Main outcome measures The primary outcome was improvement at day 5. This was defined as being afebrile with either a reduction in affected skin surface temperature or a reduction in the circumference of the affected area. Secondary outcomes included resolution of systemic features, resolution of inflammatory markers, recovery of renal function, reduction in the affected area, decrease in pain, return to work or normal activities and the absence of increased side effects.

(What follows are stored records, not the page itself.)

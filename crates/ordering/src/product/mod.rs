pub mod memo;
pub mod resolver;

pub use memo::LocalProductMemo;
pub use resolver::HybridProductResolver;

use async_trait::async_trait;
use domain::ProductInfo;
use uuid::Uuid;

use crate::errors::ProductError;

/// Source of current product price and stock
#[cfg_attr(test, mockall::automock)]
#[async_trait]
pub trait ProductInfoResolver: Send + Sync {
    async fn get_product_info(&self, product_id: Uuid) -> Result<ProductInfo, ProductError>;
}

Results 410 patients were included in the trial. No significant difference was seen in improvement at day 5 for flucloxacillin with clindamycin (136/156, 87%) versus flucloxacillin alone (140/172, 81%)—OR 1.55 (95% CI 0.81 to 3.01), p=0.174. There was a significant difference in the number of patients with diarrhoea at day 5 in the flucloxacillin with clindamycin allocation (34/160, 22%) versus flucloxacillin alone (16/176, 9%)—OR 2.7 (95% CI 1.41 to 5.07), p=0.002. There was no clinically significant difference in any secondary outcome measures. There was no significant difference in the number of patients stating that they had returned to normal activities at the day 30 interview in the flucloxacillin with clindamycin allocation (99/121, 82%) versus flucloxacillin alone (104/129, 81%)—adjusted OR 0.90 (95% CI 0.44 to 1.84).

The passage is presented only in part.